Tapi apakah ini perlu? Mengapa harus melangkah lebih jauh? Saya mempertanyakan diri saya sendiri.
Setiap kali aku menghadapi hal besar seperti ini yang terjadi sesekali dalam kehidupanku sehari-hari, hal itu membuatku tercekik dan membuatku kehilangan kata-kata sambil merasa sangat pusing, lemah, dan tidak berdaya.
Kebahagiaan yang aku nikmati seolah-olah didapat dari melakukan sesuatu yang buruk dan dari pengorbanan orang lain; itu membebani dan membebani saya.
Saat aku baru saja menggenggam dan melepaskan tanganku yang kosong, ada indikasi ada seseorang di seberang lorong.

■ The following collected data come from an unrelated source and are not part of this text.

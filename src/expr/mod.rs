//! Embedded expression evaluator for placeholder contents.
//!
//! Placeholders hold JavaScript-style expressions (`name.toUpperCase()`,
//! `count + 1`, `user?.email ?? "n/a"`). This module evaluates them against a
//! set of bindings built from the variable context:
//!
//! - **Lexer**: tokens, comments, string escapes
//! - **Parser**: precedence-climbing parser producing an AST
//! - **Evaluator**: tree-walking evaluation with JavaScript coercion rules
//! - **Methods**: read-only built-in methods on strings, arrays and numbers
//!
//! # Binding contract
//!
//! The only free names an expression can reach are the context keys, plus
//! `undefined`, `NaN` and `Infinity` (which context keys shadow). There are no
//! globals, no assignment, no function definitions and no I/O.
//!
//! If any context key cannot be used as an identifier (`"first name"`,
//! `"class"`), the bindings are unusable as a whole and every evaluation fails
//! with [`EvalError::InvalidBinding`].
//!
//! Nesting and tree height are capped; deeper input fails with
//! [`EvalError::Range`] before anything recurses past the cap.

mod eval;
mod lexer;
mod methods;
mod parser;
mod value;

#[cfg(test)]
mod tests;

pub use value::{NativeFunction, Value, format_number};

use serde_json::{Map, Value as JsonValue};
use std::collections::HashMap;
use thiserror::Error;

/// Failure evaluating a single expression.
///
/// Never surfaced to callers of the renderer; it only selects the fallback.
#[derive(Error, Debug, Clone, PartialEq)]
pub enum EvalError {
    #[error("syntax error: {0}")]
    Syntax(String),

    #[error("reference error: {0}")]
    Reference(String),

    #[error("type error: {0}")]
    Type(String),

    #[error("range error: {0}")]
    Range(String),

    /// A context key is not usable as an identifier.
    #[error("'{0}' cannot be bound as a variable name")]
    InvalidBinding(String),
}

/// Names visible to expressions, converted once per render.
#[derive(Debug, Default)]
pub struct Bindings {
    values: HashMap<String, Value>,
    invalid: Option<String>,
}

impl Bindings {
    /// Build bindings from a JSON object.
    pub fn new(context: &Map<String, JsonValue>) -> Self {
        let invalid = context
            .keys()
            .find(|name| !is_bindable(name))
            .cloned();
        let values = context
            .iter()
            .map(|(name, value)| (name.clone(), Value::from(value)))
            .collect();
        Self { values, invalid }
    }

    pub fn get(&self, name: &str) -> Option<&Value> {
        self.values.get(name)
    }

    /// The first context key that cannot be bound, if any.
    pub fn invalid_name(&self) -> Option<&str> {
        self.invalid.as_deref()
    }
}

/// Whether a context key can be bound as an identifier.
pub fn is_bindable(name: &str) -> bool {
    lexer::is_identifier(name) && !parser::is_reserved_word(name)
}

/// A parsed expression, ready to evaluate against any bindings.
#[derive(Debug, Clone)]
pub struct Expression {
    ast: parser::Expr,
}

impl Expression {
    /// Parse expression source.
    ///
    /// The source is parsed as if parenthesized, so `a) + (b` is a valid
    /// expression and `a; b` is not.
    pub fn parse(source: &str) -> Result<Self, EvalError> {
        let ast = parser::parse(&format!("({})", source))?;
        Ok(Self { ast })
    }

    pub fn evaluate(&self, bindings: &Bindings) -> Result<Value, EvalError> {
        if let Some(name) = bindings.invalid_name() {
            return Err(EvalError::InvalidBinding(name.to_string()));
        }
        eval::evaluate(&self.ast, bindings)
    }
}

/// Parse and evaluate `source` in one step.
pub fn evaluate(source: &str, bindings: &Bindings) -> Result<Value, EvalError> {
    Expression::parse(source)?.evaluate(bindings)
}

Saat aku mengangkat kepalaku, hal pertama yang terlihat adalah blazer abu-abu muda, seragam sekolah.
Melihat hal itu, aku melangkah mundur secara naluriah tetapi segera berdiri diam dengan canggung.
Yoon Jung In bertanya dengan heran dari sampingku, “Ada apa? Menemukan seseorang yang kamu kenal?”
“Ah tidak…”
“Lalu apa yang terjadi? Oh, itu seragam sekolah SMA Sains Sung Woon tempat semua anak pintar berada.”
Aku mengangguk. Faktanya, sekolah kami juga terkenal memiliki banyak anak yang cerdas; namun, cukup banyak siswa kami yang membiayai sekolahnya, menyumbangkan sejumlah besar uang, atau lulus program penerimaan khusus agar dapat diterima. Sekolah Menengah Sains Sung Woon, sebaliknya, tampak seperti sebuah institusi murni untuk siswa yang berbakat secara akademis.
Sementara aku terus mengangguk dengan takut-takut, Yoon Jung In menyodok sisi tubuhku dengan sikunya dan bertanya, “Kenapa kamu takut putih saat melihat seragam sekolah? Kamu melakukan kesalahan pada seseorang di sekolah itu?”
Dengan sedikit mengerutkan alisku, aku menjawab, “Tidak, bisa dibilang, seseorang dari sekolah itu melakukan sesuatu padaku.” Berbicara seperti itu, aku mengamati wajah anak laki-laki yang mendekati kami.